Problem requirements ▸ Beginning with the first line of the material, set down each line exactly as written, up to and including the line with "use simtrader::domain::alert::AlertTriggered;".

Data provided ▸
::::::
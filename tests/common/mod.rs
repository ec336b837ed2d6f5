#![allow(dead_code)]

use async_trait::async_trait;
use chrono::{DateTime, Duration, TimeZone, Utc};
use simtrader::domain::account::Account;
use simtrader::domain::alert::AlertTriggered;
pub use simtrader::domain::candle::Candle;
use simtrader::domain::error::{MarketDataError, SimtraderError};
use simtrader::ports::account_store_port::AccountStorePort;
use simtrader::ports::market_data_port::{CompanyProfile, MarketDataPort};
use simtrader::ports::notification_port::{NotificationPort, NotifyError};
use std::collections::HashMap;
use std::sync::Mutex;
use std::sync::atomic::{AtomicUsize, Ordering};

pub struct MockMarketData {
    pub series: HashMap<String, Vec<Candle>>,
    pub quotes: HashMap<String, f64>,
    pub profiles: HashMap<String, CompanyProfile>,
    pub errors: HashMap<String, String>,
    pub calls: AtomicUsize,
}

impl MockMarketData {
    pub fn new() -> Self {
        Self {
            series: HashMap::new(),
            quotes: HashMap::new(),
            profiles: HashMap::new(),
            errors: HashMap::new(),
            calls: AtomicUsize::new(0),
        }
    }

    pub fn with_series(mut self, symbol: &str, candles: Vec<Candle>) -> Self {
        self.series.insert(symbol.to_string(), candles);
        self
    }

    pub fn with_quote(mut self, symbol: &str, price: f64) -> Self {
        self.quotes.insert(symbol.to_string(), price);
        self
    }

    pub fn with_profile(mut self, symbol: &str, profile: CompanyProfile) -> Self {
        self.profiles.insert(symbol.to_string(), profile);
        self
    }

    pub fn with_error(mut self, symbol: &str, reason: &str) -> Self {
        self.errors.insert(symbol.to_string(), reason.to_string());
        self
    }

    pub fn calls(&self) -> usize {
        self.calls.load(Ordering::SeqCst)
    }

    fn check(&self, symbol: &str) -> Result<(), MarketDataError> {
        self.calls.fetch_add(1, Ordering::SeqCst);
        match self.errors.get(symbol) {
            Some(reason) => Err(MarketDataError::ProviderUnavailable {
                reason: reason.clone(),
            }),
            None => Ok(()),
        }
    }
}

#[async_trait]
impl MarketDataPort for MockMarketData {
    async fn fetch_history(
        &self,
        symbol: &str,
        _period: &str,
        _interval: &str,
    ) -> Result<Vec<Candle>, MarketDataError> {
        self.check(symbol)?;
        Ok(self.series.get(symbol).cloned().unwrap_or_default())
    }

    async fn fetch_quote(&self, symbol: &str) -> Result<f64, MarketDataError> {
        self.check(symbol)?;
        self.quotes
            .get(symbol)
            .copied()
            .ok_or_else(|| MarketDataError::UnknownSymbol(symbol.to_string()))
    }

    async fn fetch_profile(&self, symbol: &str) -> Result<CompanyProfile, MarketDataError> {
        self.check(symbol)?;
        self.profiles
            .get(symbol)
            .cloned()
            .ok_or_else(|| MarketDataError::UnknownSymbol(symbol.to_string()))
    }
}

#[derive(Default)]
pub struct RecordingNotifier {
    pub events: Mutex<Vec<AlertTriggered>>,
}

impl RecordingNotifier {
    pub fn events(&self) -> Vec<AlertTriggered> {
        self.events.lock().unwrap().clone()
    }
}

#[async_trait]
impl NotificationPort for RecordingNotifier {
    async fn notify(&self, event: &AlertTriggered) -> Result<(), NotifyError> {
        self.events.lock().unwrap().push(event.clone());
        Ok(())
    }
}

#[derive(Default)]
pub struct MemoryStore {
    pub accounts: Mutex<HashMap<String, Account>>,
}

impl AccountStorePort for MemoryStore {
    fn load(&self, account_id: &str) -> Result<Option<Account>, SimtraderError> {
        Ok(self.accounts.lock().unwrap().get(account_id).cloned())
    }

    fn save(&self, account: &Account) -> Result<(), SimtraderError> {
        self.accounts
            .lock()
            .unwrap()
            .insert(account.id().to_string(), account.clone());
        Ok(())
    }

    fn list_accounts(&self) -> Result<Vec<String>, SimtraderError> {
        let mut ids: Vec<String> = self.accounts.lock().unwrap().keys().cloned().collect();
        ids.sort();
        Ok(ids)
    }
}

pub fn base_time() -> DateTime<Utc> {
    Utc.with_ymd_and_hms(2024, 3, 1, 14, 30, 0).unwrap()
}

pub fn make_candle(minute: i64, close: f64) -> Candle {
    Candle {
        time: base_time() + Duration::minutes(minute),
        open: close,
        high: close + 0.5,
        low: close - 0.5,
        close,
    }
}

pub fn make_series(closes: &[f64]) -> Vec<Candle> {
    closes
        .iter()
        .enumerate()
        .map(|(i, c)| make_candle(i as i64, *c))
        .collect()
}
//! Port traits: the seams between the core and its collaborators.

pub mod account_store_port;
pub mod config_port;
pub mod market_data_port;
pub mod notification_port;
::::::
Solved problem ▸
filename tests/common/mod.rs
repository ec336b837ed2d6f5
#![allow(dead_code)]

use async_trait::async_trait;
use chrono::{DateTime, Duration, TimeZone, Utc};
use simtrader::domain::account::Account;
use simtrader::domain::alert::AlertTriggered;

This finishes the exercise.